Surpreendi-me ao chegar e me deparar, na praça principal, com muitos homens que conversavam em castelhano com forte acento da Espanha – conforme já relatei, em Mundos ao Mundo, na edição de 17 de dezembro de 2015. Intrigado, questionei-lhes se eram espanhóis – e estes afirmaram que sim. Indaguei-lhes de qual parte vinham. Responderam, simplesmente: “Somos españoles de Turquia”.
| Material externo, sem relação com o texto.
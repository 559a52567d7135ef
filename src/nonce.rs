use std::sync::Mutex;

use reqwest::blocking::Client;
use thiserror::Error;

/// 表示在取得 nonce 時可能發生的錯誤狀況。
#[derive(Error, Debug)]
pub enum NonceError {
    /// 當請求過程中發生錯誤時回傳此錯誤。
    #[error("Failed to make request: {0}")]
    RequestFailed(#[from] reqwest::Error),
    /// 當回應中缺少 `Replay-Nonce` 標頭時回傳此錯誤。
    #[error("No Replay-Nonce header found in response")]
    NoNonceHeader,
    /// 當標頭值無法轉換成字串時回傳此錯誤。
    #[error("Invalid header value: {0}")]
    InvalidHeaderValue(#[from] reqwest::header::ToStrError),
}

/// 定義取得 nonce 的行為。
pub trait NonceT: Send + Sync {
    /// 取得一個可用的 nonce。
    fn get(&self) -> Result<String, NonceError>;
}

/// 透過 ACME newNonce 端點取得 `Replay-Nonce` 的實作。
///
/// 每個回應都會附帶新的 nonce，呼叫端可透過 [`ReplayNonce::store`]
/// 快取回應標頭中的值，省下一次 HEAD 請求。
#[derive(Debug)]
pub struct ReplayNonce {
    client: Client,
    url: String,
    cached: Mutex<Option<String>>,
}

impl ReplayNonce {
    /// 建立一個新的 `ReplayNonce` 實例，指向目錄的 newNonce URL。
    pub fn new(url: impl Into<String>) -> Self {
        ReplayNonce {
            client: Client::new(),
            url: url.into(),
            cached: Mutex::new(None),
        }
    }

    /// 快取回應標頭附帶的 `Replay-Nonce`，供下一次請求使用。
    pub fn store(&self, headers: &reqwest::header::HeaderMap) {
        if let Some(value) = headers
            .get("Replay-Nonce")
            .and_then(|v| v.to_str().ok())
            .map(str::to_owned)
        {
            if let Ok(mut cached) = self.cached.lock() {
                *cached = Some(value);
            }
        }
    }
}

impl NonceT for ReplayNonce {
    /// 優先取用快取的 nonce，否則以 HTTP HEAD 請求向端點索取。
    fn get(&self) -> Result<String, NonceError> {
        if let Ok(mut cached) = self.cached.lock() {
            if let Some(nonce) = cached.take() {
                return Ok(nonce);
            }
        }

        let response = self.client.head(&self.url).send()?;
        match response.headers().get("Replay-Nonce") {
            Some(nonce) => Ok(nonce.to_str()?.to_string()),
            None => Err(NonceError::NoNonceHeader),
        }
    }
}

/// 模擬 nonce 實作，用於測試環境中提供固定的值。
#[derive(Debug, Clone)]
pub struct MockNonce {
    value: String,
}

impl MockNonce {
    /// 建立一個新的 `MockNonce` 實例，並指定固定的 nonce 值。
    pub fn new(value: impl Into<String>) -> Self {
        Self {
            value: value.into(),
        }
    }
}

impl NonceT for MockNonce {
    fn get(&self) -> Result<String, NonceError> {
        Ok(self.value.clone())
    }
}

#[cfg(test)]
mod tests {
    use super::*;

    #[test]
    fn test_mock_nonce() {
        let nonce = MockNonce::new("test-nonce-123");
        assert_eq!(nonce.get().unwrap(), "test-nonce-123");
    }

    #[test]
    fn test_cached_nonce_is_consumed_once() {
        let nonce = ReplayNonce::new("http://unused.invalid/new-nonce");
        let mut headers = reqwest::header::HeaderMap::new();
        headers.insert("Replay-Nonce", "cached-value".parse().unwrap());

        nonce.store(&headers);
        assert_eq!(nonce.get().unwrap(), "cached-value");
        // 第二次取得必須重新發出請求，不可重用已消耗的 nonce
        assert!(nonce.cached.lock().unwrap().is_none());
    }
}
Só então dei-me conta que eram sefarditas, ou seja, judeus ibéricos. Perguntei se tinha alguém de família portuguesa. Claro que havia. Um senhor me olhou comovido e levantou a mão. Os seus ancestrais escaparam de Lisboa nos últimos anos do século XV. O ‘portunhol’ usado pelas comunidades sefarditas é o ladino, vernáculo judaico, que mistura os idiomas da Espanha e de Portugal com palavras e expressões do hebraico e do turco.
Os antepassados dos homens de Jaffa tiveram, seguramente, a mesma trajetória de La Señora Beatriz Mendes, La Magnifica (1510 – 1569), nascida numa tradicionalíssima família ibérica judia, ‘convertida’ ao Catolicismo, tendo que abdicar de seu nome verdadeiro, Gracia Nasi, de origem hebraica.
Herdeira de grande fortuna, La Señora, como era carinhosamente chamada, deixou Lisboa em 1536 e peregrinou durante 16 anos por diversos guetos da Europa até ser convidada pelo legendário Suleiman O Magnífico (1494 – 1566), Sultão do Império Turco Otomano, para fixar residência, juntamente com os familiares e membros da sociedade judaica de Portugal, em Istambul, antiga Constantinopla, onde, com a proteção da Sublime Porta, se consolidaria, nos anos em que lá viveu, de 1552 a 1569, como uma das maiores banqueiras do século XVI. Retrato de Suleiman ilustra a coluna. Ela ganharia de Suleiman o epíteto de A Magnífica.
Tive oportunidade de ouvir inúmeros ‘espanhóis’ e ‘portugueses’ de Turquia naquela viagem a Israel. Não só em Jaffa. Encontrei vários motoristas de táxi que falavam o ladino. Muitos dos quais eram provenientes de países que estiveram outrora debaixo do sultanato istambuliota – como Grécia, Romênia e Bulgária.
Uma frase, que escutei algumas vezes deles, resume bem a fórmula do ladino, quando o chofer batia na barriga e dizia ‘Bamos encher la tripa’, sugerindo, com pronunciado sotaque castelhano, que deveríamos parar e comer algo.